== Material provided ==
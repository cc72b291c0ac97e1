//! Shared deterministic types for the claim engine.
//!
//! These types define stable contracts between the engine components and the
//! persisted ledger format. They carry no I/O and serialize deterministically.

use std::fmt;

use chrono::{DateTime, Utc};
use serde::{Deserialize, Serialize};

/// Persisted outcome of an offer for one account.
#[derive(Debug, Clone, Copy, PartialEq, Eq, PartialOrd, Ord, Hash, Serialize, Deserialize)]
#[serde(rename_all = "kebab-case")]
pub enum ClaimStatus {
    /// Already owned before the engine tried to claim it.
    Existed,
    /// Claimed by the engine.
    Claimed,
    /// Last attempt did not complete.
    Failed,
    /// Previously failed, later observed as owned (resolved outside the engine).
    Manual,
    /// Deliberately not claimed (dry-run or declined confirmation).
    Skipped,
    /// Provider refuses the offer in the account's region.
    UnavailableRegion,
    /// Dependent item whose base game could not be obtained.
    RequiresBaseGame,
}

impl ClaimStatus {
    pub const ALL: [ClaimStatus; 7] = [
        ClaimStatus::Existed,
        ClaimStatus::Claimed,
        ClaimStatus::Failed,
        ClaimStatus::Manual,
        ClaimStatus::Skipped,
        ClaimStatus::UnavailableRegion,
        ClaimStatus::RequiresBaseGame,
    ];

    pub fn as_str(self) -> &'static str {
        match self {
            ClaimStatus::Existed => "existed",
            ClaimStatus::Claimed => "claimed",
            ClaimStatus::Failed => "failed",
            ClaimStatus::Manual => "manual",
            ClaimStatus::Skipped => "skipped",
            ClaimStatus::UnavailableRegion => "unavailable-region",
            ClaimStatus::RequiresBaseGame => "requires-base-game",
        }
    }

    /// Outcomes that warrant telling a human about the run.
    pub fn is_noteworthy(self) -> bool {
        matches!(self, ClaimStatus::Claimed | ClaimStatus::Failed)
    }
}

impl fmt::Display for ClaimStatus {
    fn fmt(&self, f: &mut fmt::Formatter<'_>) -> fmt::Result {
        f.write_str(self.as_str())
    }
}

/// Classified UI condition reported by a page driver.
///
/// The vocabulary is closed: drivers translate site-specific markup into these
/// names and the engine reasons only about them.
#[derive(Debug, Clone, Copy, PartialEq, Eq, Hash, Serialize, Deserialize)]
#[serde(rename_all = "kebab-case")]
pub enum Signal {
    SignedIn,
    SignedOut,
    OtpRequired,
    PinRequired,
    CaptchaShown,
    LoginError,
    InLibrary,
    Purchased,
    RequiresBaseGame,
    UnavailableInRegion,
    Claimable,
    ClaimSucceeded,
    ClaimError,
}

impl Signal {
    /// Signals raced after submitting the login form.
    pub const LOGIN: &'static [Signal] = &[
        Signal::SignedIn,
        Signal::OtpRequired,
        Signal::PinRequired,
        Signal::CaptchaShown,
        Signal::LoginError,
    ];

    /// Mutually exclusive offer classifications (plus session loss).
    pub const CLASSIFY: &'static [Signal] = &[
        Signal::InLibrary,
        Signal::Purchased,
        Signal::RequiresBaseGame,
        Signal::UnavailableInRegion,
        Signal::Claimable,
        Signal::SignedOut,
    ];

    /// Signals raced after invoking the claim action.
    pub const CLAIM: &'static [Signal] = &[
        Signal::ClaimSucceeded,
        Signal::CaptchaShown,
        Signal::PinRequired,
        Signal::ClaimError,
        Signal::SignedOut,
    ];

    pub fn as_str(self) -> &'static str {
        match self {
            Signal::SignedIn => "signed-in",
            Signal::SignedOut => "signed-out",
            Signal::OtpRequired => "otp-required",
            Signal::PinRequired => "pin-required",
            Signal::CaptchaShown => "captcha-shown",
            Signal::LoginError => "login-error",
            Signal::InLibrary => "in-library",
            Signal::Purchased => "purchased",
            Signal::RequiresBaseGame => "requires-base-game",
            Signal::UnavailableInRegion => "unavailable-in-region",
            Signal::Claimable => "claimable",
            Signal::ClaimSucceeded => "claim-succeeded",
            Signal::ClaimError => "claim-error",
        }
    }
}

impl fmt::Display for Signal {
    fn fmt(&self, f: &mut fmt::Formatter<'_>) -> fmt::Result {
        f.write_str(self.as_str())
    }
}

/// Offer as enumerated by a driver, before canonicalization and filtering.
#[derive(Debug, Clone, PartialEq, Eq, Default, Serialize, Deserialize)]
pub struct RawOffer {
    pub title: String,
    pub url: String,
    /// Provider tags such as `demo` or `dlc`, used by exclusion rules.
    #[serde(default)]
    pub tags: Vec<String>,
}

/// Claimable unit with a provider-stable id derived from its canonical URL.
#[derive(Debug, Clone, PartialEq, Eq, Serialize, Deserialize)]
pub struct Offer {
    pub id: String,
    pub title: String,
    pub url: String,
    #[serde(default)]
    pub tags: Vec<String>,
    /// Id of the base game this offer was expanded for, if any.
    #[serde(default, skip_serializing_if = "Option::is_none")]
    pub base_of: Option<String>,
}

/// One ledger entry describing an offer's outcome for one user.
#[derive(Debug, Clone, PartialEq, Eq, Serialize, Deserialize)]
#[serde(rename_all = "camelCase")]
pub struct ClaimRecord {
    pub title: String,
    pub url: String,
    pub first_seen: DateTime<Utc>,
    /// `None` while the offer is discovered but not yet resolved.
    #[serde(default)]
    pub status: Option<ClaimStatus>,
    pub last_updated: DateTime<Utc>,
}

impl ClaimRecord {
    pub fn discovered(offer: &Offer, now: DateTime<Utc>) -> Self {
        Self {
            title: offer.title.clone(),
            url: offer.url.clone(),
            first_seen: now,
            status: None,
            last_updated: now,
        }
    }
}

/// Per-offer entry collected for the end-of-run notification.
#[derive(Debug, Clone, PartialEq, Eq, Serialize)]
pub struct NotificationEvent {
    pub title: String,
    pub url: String,
    pub status: ClaimStatus,
}

/// Summary of one provider pass, appended to the run history.
#[derive(Debug, Clone, PartialEq, Eq, Serialize, Deserialize)]
#[serde(rename_all = "camelCase")]
pub struct Run {
    pub provider: String,
    #[serde(default, skip_serializing_if = "Option::is_none")]
    pub user: Option<String>,
    pub start_time: DateTime<Utc>,
    #[serde(default, skip_serializing_if = "Option::is_none")]
    pub end_time: Option<DateTime<Utc>>,
    pub offers_seen: usize,
    pub claimed_count: usize,
    pub failed_count: usize,
    #[serde(default, skip_serializing_if = "Option::is_none")]
    pub error: Option<String>,
    #[serde(default)]
    pub interrupted: bool,
}

impl Run {
    pub fn started(provider: &str, now: DateTime<Utc>) -> Self {
        Self {
            provider: provider.to_string(),
            user: None,
            start_time: now,
            end_time: None,
            offers_seen: 0,
            claimed_count: 0,
            failed_count: 0,
            error: None,
            interrupted: false,
        }
    }

    /// Count an offer's reported outcome.
    pub fn tally(&mut self, status: ClaimStatus) {
        self.offers_seen += 1;
        match status {
            ClaimStatus::Claimed => self.claimed_count += 1,
            ClaimStatus::Failed => self.failed_count += 1,
            _ => {}
        }
    }

    /// A run succeeds when it completed without error and nothing failed.
    pub fn succeeded(&self) -> bool {
        self.error.is_none() && !self.interrupted && self.failed_count == 0
    }
}

#[cfg(test)]
mod tests {
    use super::*;

    #[test]
    fn status_names_match_serde_names() {
        for status in ClaimStatus::ALL {
            let json = serde_json::to_string(&status).expect("serialize");
            assert_eq!(json, format!("\"{}\"", status.as_str()));
        }
    }

    #[test]
    fn signal_uses_kebab_case_names() {
        let json = serde_json::to_string(&Signal::UnavailableInRegion).expect("serialize");
        assert_eq!(json, "\"unavailable-in-region\"");
        assert_eq!(Signal::CaptchaShown.to_string(), "captcha-shown");
    }

    #[test]
    fn claim_record_serializes_camel_case_fields() {
        let now = DateTime::parse_from_rfc3339("2024-05-01T10:00:00Z")
            .expect("parse")
            .with_timezone(&Utc);
        let offer = Offer {
            id: "g1".to_string(),
            title: "Game One".to_string(),
            url: "https://store.example/p/g1".to_string(),
            tags: Vec::new(),
            base_of: None,
        };
        let record = ClaimRecord::discovered(&offer, now);
        let value = serde_json::to_value(&record).expect("serialize");
        assert_eq!(value["firstSeen"], "2024-05-01T10:00:00Z");
        assert_eq!(value["lastUpdated"], "2024-05-01T10:00:00Z");
        assert!(value["status"].is_null());
    }
}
===
- Brief -
Within the material above, extract exactly the lines that start at the line containing "impl fmt::Display for ClaimStatus" and stop after the line containing "Eq, Hash, Serialize, Deserialize)]", and only those.

- Final answer -
impl fmt::Display for ClaimStatus {
    fn fmt(&self, f: &mut fmt::Formatter<'_>) -> fmt::Result {
        f.write_str(self.as_str())
    }
}

/// Classified UI condition reported by a page driver.
///
/// The vocabulary is closed: drivers translate site-specific markup into these
/// names and the engine reasons only about them.
#[derive(Debug, Clone, Copy, PartialEq, Eq, Hash, Serialize, Deserialize)]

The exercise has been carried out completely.